### INSTRUCTIONS FOR THE TASK
From the listing below, copy only the lines running from the line that contains "filename src/objectstore/mod.rs" to the line that contains "on first use.", both included.

### RECORD SET
■ ■ ■ ■ ■
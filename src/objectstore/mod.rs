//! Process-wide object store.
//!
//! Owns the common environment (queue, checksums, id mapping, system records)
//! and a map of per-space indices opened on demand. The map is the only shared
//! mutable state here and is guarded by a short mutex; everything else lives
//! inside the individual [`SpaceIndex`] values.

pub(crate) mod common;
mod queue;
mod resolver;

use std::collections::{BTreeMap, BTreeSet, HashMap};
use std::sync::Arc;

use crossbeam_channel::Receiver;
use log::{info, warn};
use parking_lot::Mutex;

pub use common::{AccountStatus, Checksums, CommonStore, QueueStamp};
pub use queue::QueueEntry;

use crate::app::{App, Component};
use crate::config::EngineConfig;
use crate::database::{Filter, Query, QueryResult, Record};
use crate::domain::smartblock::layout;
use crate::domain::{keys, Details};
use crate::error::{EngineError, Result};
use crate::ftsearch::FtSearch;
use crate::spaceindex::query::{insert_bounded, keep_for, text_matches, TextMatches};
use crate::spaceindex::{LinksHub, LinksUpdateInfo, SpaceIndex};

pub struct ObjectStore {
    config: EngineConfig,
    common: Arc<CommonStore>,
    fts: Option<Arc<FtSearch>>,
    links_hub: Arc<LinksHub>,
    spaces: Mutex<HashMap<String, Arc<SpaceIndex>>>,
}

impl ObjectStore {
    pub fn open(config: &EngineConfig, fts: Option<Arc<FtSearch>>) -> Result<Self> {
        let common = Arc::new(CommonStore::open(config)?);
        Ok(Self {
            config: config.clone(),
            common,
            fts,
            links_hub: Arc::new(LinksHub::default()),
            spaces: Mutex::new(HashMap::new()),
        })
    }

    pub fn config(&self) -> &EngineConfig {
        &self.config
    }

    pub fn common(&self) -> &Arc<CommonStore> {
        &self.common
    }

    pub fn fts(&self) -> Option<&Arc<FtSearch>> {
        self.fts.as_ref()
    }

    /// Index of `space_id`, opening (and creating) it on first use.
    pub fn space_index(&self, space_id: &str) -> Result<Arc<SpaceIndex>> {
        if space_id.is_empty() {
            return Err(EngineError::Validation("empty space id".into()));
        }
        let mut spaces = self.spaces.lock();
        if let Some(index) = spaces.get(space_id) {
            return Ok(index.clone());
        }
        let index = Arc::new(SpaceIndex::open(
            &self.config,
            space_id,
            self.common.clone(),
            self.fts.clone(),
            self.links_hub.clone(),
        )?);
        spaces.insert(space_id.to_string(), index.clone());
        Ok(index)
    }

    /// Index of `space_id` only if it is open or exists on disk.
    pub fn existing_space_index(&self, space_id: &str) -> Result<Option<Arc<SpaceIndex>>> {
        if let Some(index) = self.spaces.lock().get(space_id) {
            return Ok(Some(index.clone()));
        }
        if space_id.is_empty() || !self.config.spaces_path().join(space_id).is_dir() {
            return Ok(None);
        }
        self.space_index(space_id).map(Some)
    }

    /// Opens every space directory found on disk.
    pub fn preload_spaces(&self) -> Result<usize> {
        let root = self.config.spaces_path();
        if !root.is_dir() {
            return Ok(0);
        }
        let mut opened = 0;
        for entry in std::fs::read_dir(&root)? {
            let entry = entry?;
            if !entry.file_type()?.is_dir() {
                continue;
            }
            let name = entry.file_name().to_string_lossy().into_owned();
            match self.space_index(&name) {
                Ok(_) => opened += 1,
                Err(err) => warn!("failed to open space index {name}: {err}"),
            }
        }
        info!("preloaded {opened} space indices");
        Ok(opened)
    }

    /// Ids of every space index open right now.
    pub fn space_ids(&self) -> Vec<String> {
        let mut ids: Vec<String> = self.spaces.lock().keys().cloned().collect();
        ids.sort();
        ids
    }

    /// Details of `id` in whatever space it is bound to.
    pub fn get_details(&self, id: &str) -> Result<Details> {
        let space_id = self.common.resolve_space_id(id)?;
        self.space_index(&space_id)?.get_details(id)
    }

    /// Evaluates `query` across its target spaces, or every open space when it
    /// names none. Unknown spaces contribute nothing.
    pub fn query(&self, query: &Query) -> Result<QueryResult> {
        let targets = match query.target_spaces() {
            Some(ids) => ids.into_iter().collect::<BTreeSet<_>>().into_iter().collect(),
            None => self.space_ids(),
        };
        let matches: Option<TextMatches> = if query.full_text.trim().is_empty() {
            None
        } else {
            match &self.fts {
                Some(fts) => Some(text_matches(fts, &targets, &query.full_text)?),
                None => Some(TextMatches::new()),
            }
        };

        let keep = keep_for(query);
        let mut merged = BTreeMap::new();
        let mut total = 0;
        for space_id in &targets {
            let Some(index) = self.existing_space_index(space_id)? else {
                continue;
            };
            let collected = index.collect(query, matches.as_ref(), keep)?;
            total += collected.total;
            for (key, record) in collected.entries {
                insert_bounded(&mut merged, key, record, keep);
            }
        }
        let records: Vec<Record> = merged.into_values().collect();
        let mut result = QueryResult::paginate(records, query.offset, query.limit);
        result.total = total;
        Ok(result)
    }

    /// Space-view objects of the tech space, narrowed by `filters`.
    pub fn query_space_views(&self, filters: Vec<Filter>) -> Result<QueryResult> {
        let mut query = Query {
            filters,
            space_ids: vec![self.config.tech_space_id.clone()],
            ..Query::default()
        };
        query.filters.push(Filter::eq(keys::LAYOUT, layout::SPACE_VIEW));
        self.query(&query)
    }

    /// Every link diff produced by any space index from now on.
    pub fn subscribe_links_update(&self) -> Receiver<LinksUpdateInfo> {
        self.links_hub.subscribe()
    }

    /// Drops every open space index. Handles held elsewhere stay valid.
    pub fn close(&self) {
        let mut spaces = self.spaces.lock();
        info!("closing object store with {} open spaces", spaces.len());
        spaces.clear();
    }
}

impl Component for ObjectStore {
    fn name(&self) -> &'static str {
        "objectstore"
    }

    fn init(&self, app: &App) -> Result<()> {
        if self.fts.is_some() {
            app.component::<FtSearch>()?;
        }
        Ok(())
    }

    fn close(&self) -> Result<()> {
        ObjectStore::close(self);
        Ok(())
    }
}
■ ■ ■ ■ ■
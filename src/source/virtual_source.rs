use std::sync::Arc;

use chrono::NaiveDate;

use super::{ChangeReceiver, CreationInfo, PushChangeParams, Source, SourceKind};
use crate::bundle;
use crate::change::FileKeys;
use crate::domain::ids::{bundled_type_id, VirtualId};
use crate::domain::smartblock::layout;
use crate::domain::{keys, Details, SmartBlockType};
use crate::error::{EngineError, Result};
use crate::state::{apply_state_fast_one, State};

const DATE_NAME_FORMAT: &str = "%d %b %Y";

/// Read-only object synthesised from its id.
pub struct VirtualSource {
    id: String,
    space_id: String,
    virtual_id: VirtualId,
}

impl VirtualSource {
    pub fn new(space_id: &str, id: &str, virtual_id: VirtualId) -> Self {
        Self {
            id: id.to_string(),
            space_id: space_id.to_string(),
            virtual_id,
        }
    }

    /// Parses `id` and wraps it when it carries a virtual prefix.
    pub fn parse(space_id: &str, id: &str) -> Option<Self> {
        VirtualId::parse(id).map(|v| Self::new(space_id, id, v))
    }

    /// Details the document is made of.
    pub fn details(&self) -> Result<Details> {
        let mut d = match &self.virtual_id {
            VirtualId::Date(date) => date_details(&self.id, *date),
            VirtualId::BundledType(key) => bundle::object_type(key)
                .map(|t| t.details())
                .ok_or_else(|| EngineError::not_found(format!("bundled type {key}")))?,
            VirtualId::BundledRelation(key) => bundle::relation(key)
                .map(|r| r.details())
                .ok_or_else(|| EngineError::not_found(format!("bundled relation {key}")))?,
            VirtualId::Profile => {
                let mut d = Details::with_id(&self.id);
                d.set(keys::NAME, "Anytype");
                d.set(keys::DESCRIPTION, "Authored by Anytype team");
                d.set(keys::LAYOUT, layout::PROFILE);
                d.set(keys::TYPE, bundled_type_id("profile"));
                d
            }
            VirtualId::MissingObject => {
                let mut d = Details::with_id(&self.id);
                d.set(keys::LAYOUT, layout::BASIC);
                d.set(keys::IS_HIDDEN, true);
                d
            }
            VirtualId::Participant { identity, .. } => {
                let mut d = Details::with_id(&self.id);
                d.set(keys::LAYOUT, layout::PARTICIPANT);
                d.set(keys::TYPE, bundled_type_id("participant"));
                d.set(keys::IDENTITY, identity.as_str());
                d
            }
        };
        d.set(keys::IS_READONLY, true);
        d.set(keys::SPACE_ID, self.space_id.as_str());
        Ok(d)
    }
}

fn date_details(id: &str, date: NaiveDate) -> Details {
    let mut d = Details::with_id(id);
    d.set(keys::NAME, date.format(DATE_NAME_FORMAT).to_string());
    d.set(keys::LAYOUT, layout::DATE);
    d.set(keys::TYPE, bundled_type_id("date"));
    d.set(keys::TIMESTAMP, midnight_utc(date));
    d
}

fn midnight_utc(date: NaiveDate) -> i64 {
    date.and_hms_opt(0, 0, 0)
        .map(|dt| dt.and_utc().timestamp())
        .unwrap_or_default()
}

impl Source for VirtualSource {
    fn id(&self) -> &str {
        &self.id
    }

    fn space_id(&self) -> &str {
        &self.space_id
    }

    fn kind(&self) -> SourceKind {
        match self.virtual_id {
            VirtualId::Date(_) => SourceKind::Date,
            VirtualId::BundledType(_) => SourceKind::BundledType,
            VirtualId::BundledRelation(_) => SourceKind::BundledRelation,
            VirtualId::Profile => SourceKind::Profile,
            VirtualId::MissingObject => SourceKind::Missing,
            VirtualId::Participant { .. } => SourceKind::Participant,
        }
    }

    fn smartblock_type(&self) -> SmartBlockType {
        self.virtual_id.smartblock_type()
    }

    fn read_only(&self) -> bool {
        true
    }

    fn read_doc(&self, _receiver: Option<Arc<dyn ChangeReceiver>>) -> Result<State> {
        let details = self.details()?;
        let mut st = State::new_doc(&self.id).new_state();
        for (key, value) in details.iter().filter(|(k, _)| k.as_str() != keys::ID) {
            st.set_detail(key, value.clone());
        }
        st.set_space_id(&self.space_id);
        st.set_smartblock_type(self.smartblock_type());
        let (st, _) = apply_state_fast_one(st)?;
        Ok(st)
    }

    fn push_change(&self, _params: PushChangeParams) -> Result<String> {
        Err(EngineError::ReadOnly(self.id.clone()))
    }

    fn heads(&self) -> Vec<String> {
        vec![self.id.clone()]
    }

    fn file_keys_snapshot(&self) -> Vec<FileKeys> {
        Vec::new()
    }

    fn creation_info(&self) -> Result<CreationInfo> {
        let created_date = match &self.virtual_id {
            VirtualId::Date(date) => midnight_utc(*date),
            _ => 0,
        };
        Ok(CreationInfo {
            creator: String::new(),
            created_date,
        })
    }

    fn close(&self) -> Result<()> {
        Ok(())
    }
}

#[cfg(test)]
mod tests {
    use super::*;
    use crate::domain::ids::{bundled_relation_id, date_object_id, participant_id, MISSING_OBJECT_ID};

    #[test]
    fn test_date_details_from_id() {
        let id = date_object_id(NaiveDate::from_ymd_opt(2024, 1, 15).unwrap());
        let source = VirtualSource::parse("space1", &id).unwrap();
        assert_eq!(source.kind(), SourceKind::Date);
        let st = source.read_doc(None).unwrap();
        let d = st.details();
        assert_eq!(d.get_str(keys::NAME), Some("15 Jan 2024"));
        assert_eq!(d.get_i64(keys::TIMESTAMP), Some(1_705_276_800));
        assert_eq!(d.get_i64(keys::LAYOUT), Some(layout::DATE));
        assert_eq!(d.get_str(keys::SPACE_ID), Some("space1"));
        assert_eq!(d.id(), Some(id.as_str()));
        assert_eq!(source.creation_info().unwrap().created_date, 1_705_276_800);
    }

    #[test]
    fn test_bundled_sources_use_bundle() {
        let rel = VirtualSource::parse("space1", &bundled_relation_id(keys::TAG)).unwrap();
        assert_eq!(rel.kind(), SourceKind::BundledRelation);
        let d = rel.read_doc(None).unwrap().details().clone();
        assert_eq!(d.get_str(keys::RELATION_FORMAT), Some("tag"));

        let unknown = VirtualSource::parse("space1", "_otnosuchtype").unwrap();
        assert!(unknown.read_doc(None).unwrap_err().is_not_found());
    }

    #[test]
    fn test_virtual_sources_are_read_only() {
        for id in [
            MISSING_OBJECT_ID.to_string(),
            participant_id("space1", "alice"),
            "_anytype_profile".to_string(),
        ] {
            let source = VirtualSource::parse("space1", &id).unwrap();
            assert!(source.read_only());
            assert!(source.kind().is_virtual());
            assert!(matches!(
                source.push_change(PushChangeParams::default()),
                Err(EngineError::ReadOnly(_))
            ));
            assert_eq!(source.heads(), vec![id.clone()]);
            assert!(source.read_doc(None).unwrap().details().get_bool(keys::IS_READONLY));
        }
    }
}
■ ■ ■ ■ ■
### TASK SOLUTION
filename src/objectstore/mod.rs
//! Process-wide object store.
//!
//! Owns the common environment (queue, checksums, id mapping, system records)
//! and a map of per-space indices opened on demand. The map is the only shared
//! mutable state here and is guarded by a short mutex; everything else lives
//! inside the individual [`SpaceIndex`] values.

pub(crate) mod common;
mod queue;
mod resolver;

use std::collections::{BTreeMap, BTreeSet, HashMap};
use std::sync::Arc;

use crossbeam_channel::Receiver;
use log::{info, warn};
use parking_lot::Mutex;

pub use common::{AccountStatus, Checksums, CommonStore, QueueStamp};
pub use queue::QueueEntry;

use crate::app::{App, Component};
use crate::config::EngineConfig;
use crate::database::{Filter, Query, QueryResult, Record};
use crate::domain::smartblock::layout;
use crate::domain::{keys, Details};
use crate::error::{EngineError, Result};
use crate::ftsearch::FtSearch;
use crate::spaceindex::query::{insert_bounded, keep_for, text_matches, TextMatches};
use crate::spaceindex::{LinksHub, LinksUpdateInfo, SpaceIndex};

pub struct ObjectStore {
    config: EngineConfig,
    common: Arc<CommonStore>,
    fts: Option<Arc<FtSearch>>,
    links_hub: Arc<LinksHub>,
    spaces: Mutex<HashMap<String, Arc<SpaceIndex>>>,
}

impl ObjectStore {
    pub fn open(config: &EngineConfig, fts: Option<Arc<FtSearch>>) -> Result<Self> {
        let common = Arc::new(CommonStore::open(config)?);
        Ok(Self {
            config: config.clone(),
            common,
            fts,
            links_hub: Arc::new(LinksHub::default()),
            spaces: Mutex::new(HashMap::new()),
        })
    }

    pub fn config(&self) -> &EngineConfig {
        &self.config
    }

    pub fn common(&self) -> &Arc<CommonStore> {
        &self.common
    }

    pub fn fts(&self) -> Option<&Arc<FtSearch>> {
        self.fts.as_ref()
    }

    /// Index of `space_id`, opening (and creating) it on first use.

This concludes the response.